Low LA, but there is steal. If LA is about 0,7 (that is, the hypervisor seems to be underloaded), but steal is observed inside individual virtual machines:

  • The option already described above with paravirtualization. The virtual machine can receive metrics indicating steal, although the hypervisor is doing well. According to the results of our experiments, this steal option does not exceed 10% and should not have a significant impact on application performance inside the virtual machine.
  • The LA parameter is considered incorrect. More precisely, at each specific moment it is considered correct, but when averaged over one minute, it turns out to be underestimated. For example, if one virtual machine per third of the hypervisor consumes all its processors for exactly half a minute, then LA per minute on the hypervisor will be 0,15; four such virtual machines working simultaneously will give 0,6. And the fact that for half a minute on each of them there was a wild steal at 25% in terms of LA, can no longer be pulled out.
  • Again, because of the scheduler who decided that someone was eating too much, and let this someone wait. In the meantime, I'll switch the context, handle interrupts and take care of other important system things. As a result, some virtual machines do not see any problems, while others experience serious performance degradation.

4. Other distortions

There are a million more reasons for distorting the honest return of processor time on a virtual machine. For example, hyperthreading and NUMA add complexity to the calculations. They completely confuse the choice of the kernel for the execution of the process, because the scheduler uses coefficients - weights, which, when switching the context, make the calculation even more difficult.

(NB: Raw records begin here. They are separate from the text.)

use std::{f32::consts::TAU, sync::mpsc::Receiver, time::Duration};

use egui::{
    Align2, Color32, FontId, Pos2, Rect, RichText, Shape, Stroke, StrokeKind, Ui, UiBuilder, Vec2,
    ViewportCommand, Visuals, style::Widgets,
};
use egui_plot::{Bar, BarChart, Legend, Line, Plot, PlotPoints, Points};
use log::debug;
use pitwall::{
    FrameCell, RenderedFrame,
    compose::CellRect,
    dashboard::CancelToken,
    panel::{DrawCommand, PLACEHOLDER_TEXT, PointSeries, SeriesStyle},
};

pub(crate) const PALETTE_BLACK: Color32 = Color32::from_rgb(12, 12, 12);
pub(crate) const PALETTE_MAROON: Color32 = Color32::from_rgb(155, 57, 34);
const BAR_COLOR: Color32 = Color32::RED;
const OUTLINE_COLOR: Color32 = Color32::GRAY;
const SLICE_COLORS: [Color32; 8] = [
    Color32::from_rgb(242, 97, 63),
    Color32::from_rgb(54, 113, 198),
    Color32::from_rgb(39, 244, 210),
    Color32::from_rgb(255, 135, 0),
    Color32::from_rgb(100, 196, 255),
    Color32::from_rgb(232, 0, 45),
    Color32::from_rgb(82, 226, 82),
    Color32::from_rgb(182, 186, 189),
];
/// Widest wedge painted as a single triangle
const MAX_WEDGE_RAD: f32 = 0.1;
const TITLE_FONT_SIZE: f32 = 18.;
const PANEL_TITLE_FONT_SIZE: f32 = 14.;
const PLACEHOLDER_FONT_SIZE: f32 = 24.;

/// Window showing the latest frame composed by the refresh task.
///
/// The app never talks to the session provider itself, it only drains the frame channel and paints
/// whatever arrived last.
pub struct LiveDashboardApp {
    frames: Receiver<RenderedFrame>,
    cancel: CancelToken,
    latest: Option<RenderedFrame>,
    repaint_after: Duration,
}

impl LiveDashboardApp {
    pub fn new(
        frames: Receiver<RenderedFrame>,
        cancel: CancelToken,
        dark_mode: bool,
        repaint_after: Duration,
        cc: &eframe::CreationContext<'_>,
    ) -> Self {
        let visuals = if dark_mode {
            Visuals {
                hyperlink_color: PALETTE_MAROON,
                faint_bg_color: PALETTE_BLACK,
                panel_fill: PALETTE_BLACK,
                widgets: Widgets::dark(),
                striped: false,
                ..Visuals::dark()
            }
        } else {
            Visuals::light()
        };
        cc.egui_ctx.set_visuals(visuals);

        Self {
            frames,
            cancel,
            latest: None,
            repaint_after,
        }
    }
}

impl eframe::App for LiveDashboardApp {
    fn update(&mut self, ctx: &egui::Context, _frame: &mut eframe::Frame) {
        if self.cancel.is_cancelled() {
            ctx.send_viewport_cmd(ViewportCommand::Close);
            return;
        }

        // only the newest frame matters, older ones are dropped unseen
        while let Ok(frame) = self.frames.try_recv() {
            debug!("Received frame for tick {}", frame.tick);
            self.latest = Some(frame);
        }

        egui::CentralPanel::default().show(ctx, |ui| match &self.latest {
            Some(frame) => show_frame(ui, frame),
            None => {
                ui.centered_and_justified(|ui| ui.label("Waiting for first refresh..."));
            }
        });

        ctx.request_repaint_after(self.repaint_after);
    }
}

fn show_frame(ui: &mut Ui, frame: &RenderedFrame) {
    let area = ui.max_rect();
    let scale = (area.width() / frame.size.width).min(area.height() / frame.size.height);
    let to_screen = |rect: &CellRect| {
        Rect::from_min_size(
            area.min + Vec2::new(rect.x, rect.y) * scale,
            Vec2::new(rect.width, rect.height) * scale,
        )
    };
    let text_color = ui.visuals().text_color();

    ui.painter().text(
        Pos2::new(area.min.x + frame.size.width * scale / 2., area.min.y + 24. * scale),
        Align2::CENTER_CENTER,
        &frame.title,
        FontId::proportional(TITLE_FONT_SIZE),
        text_color,
    );

    for cell in &frame.cells {
        let rect = to_screen(&cell.rect);
        ui.painter().rect_stroke(
            rect,
            4.,
            Stroke::new(1., ui.visuals().widgets.noninteractive.bg_stroke.color),
            StrokeKind::Inside,
        );
        ui.painter().text(
            rect.center_top() + Vec2::new(0., 12. * scale),
            Align2::CENTER_CENTER,
            &cell.title,
            FontId::proportional(PANEL_TITLE_FONT_SIZE),
            text_color,
        );
        ui.scope_builder(
            UiBuilder::new().max_rect(to_screen(&cell.content_rect)),
            |ui| show_cell_content(ui, cell),
        );
    }
}

fn show_cell_content(ui: &mut Ui, cell: &FrameCell) {
    if !cell.status.is_ready() {
        ui.centered_and_justified(|ui| {
            ui.label(RichText::new(PLACEHOLDER_TEXT).size(PLACEHOLDER_FONT_SIZE))
        });
        return;
    }

    for command in cell.display_list.commands() {
        match command {
            DrawCommand::Points(series) => show_points(ui, &cell.title, series),
            DrawCommand::Bars { labels, values } => show_bars(ui, &cell.title, labels, values),
            DrawCommand::Pie { labels, weights } => show_pie(ui, labels, weights),
            DrawCommand::Text(line) => {
                ui.label(line);
            }
        }
    }
}

fn show_points(ui: &mut Ui, id: &str, series: &[PointSeries]) {
    Plot::new(id)
        .data_aspect(1.)
        .show_axes(false)
        .show_grid(false)
        .allow_drag(false)
        .allow_scroll(false)
        .allow_zoom(false)
        .legend(Legend::default())
        .show(ui, |plot_ui| {
            for s in series {
                let points = PlotPoints::new(s.points.iter().map(|(x, y)| [*x, *y]).collect());
                match s.style {
                    SeriesStyle::Outline => {
                        plot_ui.line(Line::new(s.label.as_str(), points).color(OUTLINE_COLOR))
                    }
                    SeriesStyle::Markers => {
                        plot_ui.points(Points::new(s.label.as_str(), points).radius(3.))
                    }
                }
            }
        });
}

fn show_bars(ui: &mut Ui, id: &str, labels: &[String], values: &[f64]) {
    let bars = labels
        .iter()
        .zip(values)
        .enumerate()
        .map(|(idx, (label, value))| Bar::new(idx as f64, *value).name(label).fill(BAR_COLOR))
        .collect();
    let axis_labels = labels.to_vec();

    Plot::new(id)
        .allow_drag(false)
        .allow_scroll(false)
        .allow_zoom(false)
        .show_grid(false)
        .y_axis_label("Lap Time (s)")
        .x_axis_formatter(move |mark, _range| {
            if mark.value.fract() != 0. || mark.value < 0. {
                return String::new();
            }
            axis_labels
                .get(mark.value as usize)
                .cloned()
                .unwrap_or_default()
        })
        .show(ui, |plot_ui| plot_ui.bar_chart(BarChart::new("Lap Time", bars)));
}

/// Pie with percentage labels, painted as a fan of narrow triangles.
fn show_pie(ui: &mut Ui, labels: &[String], weights: &[f64]) {
    let total = weights.iter().sum::<f64>();
    if total <= 0. {
        return;
    }
    let rect = ui.max_rect();
    let center = rect.center();
    let radius = rect.width().min(rect.height()) * 0.4;
    let text_color = ui.visuals().text_color();
    let painter = ui.painter();

    // start at 12 o'clock, going clockwise
    let mut start = -TAU / 4.;
    for (idx, (label, weight)) in labels.iter().zip(weights).enumerate() {
        let sweep = (weight / total) as f32 * TAU;
        let color = SLICE_COLORS[idx % SLICE_COLORS.len()];
        let wedges = (sweep / MAX_WEDGE_RAD).ceil().max(1.) as usize;
        let step = sweep / wedges as f32;
        for w in 0..wedges {
            let a0 = start + step * w as f32;
            let a1 = a0 + step;
            painter.add(Shape::convex_polygon(
                vec![
                    center,
                    center + Vec2::angled(a0) * radius,
                    center + Vec2::angled(a1) * radius,
                ],
                color,
                Stroke::NONE,
            ));
        }

        let mid = start + sweep / 2.;
        painter.text(
            center + Vec2::angled(mid) * radius * 1.15,
            Align2::CENTER_CENTER,
            format!("{}\n{:.1}%", label, weight / total * 100.),
            FontId::proportional(12.),
            text_color,
        );
        start += sweep;
    }
}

There are distortions due to technologies such as turbo boost or, conversely, power saving mode, which, when calculating utilization, can artificially increase or decrease the frequency or even the time quantum on the server. Enabling turbo boost reduces the performance of one processor thread due to the performance increase of another. At this moment, information about the current processor frequency is not transmitted to the virtual machine, and it believes that someone is stealing its time (for example, it requested 2 GHz, but received half as much).

In general, there can be many reasons for distortions. On a particular system, you may find something else. It’s better to start with the books to which I gave links above, and reading statistics from the hypervisor with utilities like perf, sysdig, systemtap, of which dozens of.

5. findings

  1. A certain amount of steal can occur due to paravirtualization, and it can be considered normal. On the Internet they write that this value can be 5-10%. It depends on the applications inside the virtual machine and on what load it gives to its physical devices. Here it is important to pay attention to how applications feel inside virtual machines.
  2. The ratio of the load on the hypervisor and steal inside the virtual machine is not always unambiguously interconnected, both estimates of steal can be erroneous in specific situations at different loads.
  3. The scheduler has a bad attitude towards processes that ask for a lot. He tries to give less to those who ask for more. Big virtual machines are evil.
  4. A small steal can be the norm even without paravirtualization (taking into account the load inside the virtual machine, the load characteristics of neighbors, load distribution among threads, and other factors).
  5. If you want to figure out steal on a particular system, you have to explore different options, collect metrics, analyze them carefully, and think about how to evenly distribute the load. Deviations are possible from any cases, which must be confirmed experimentally or looked in the kernel debugger.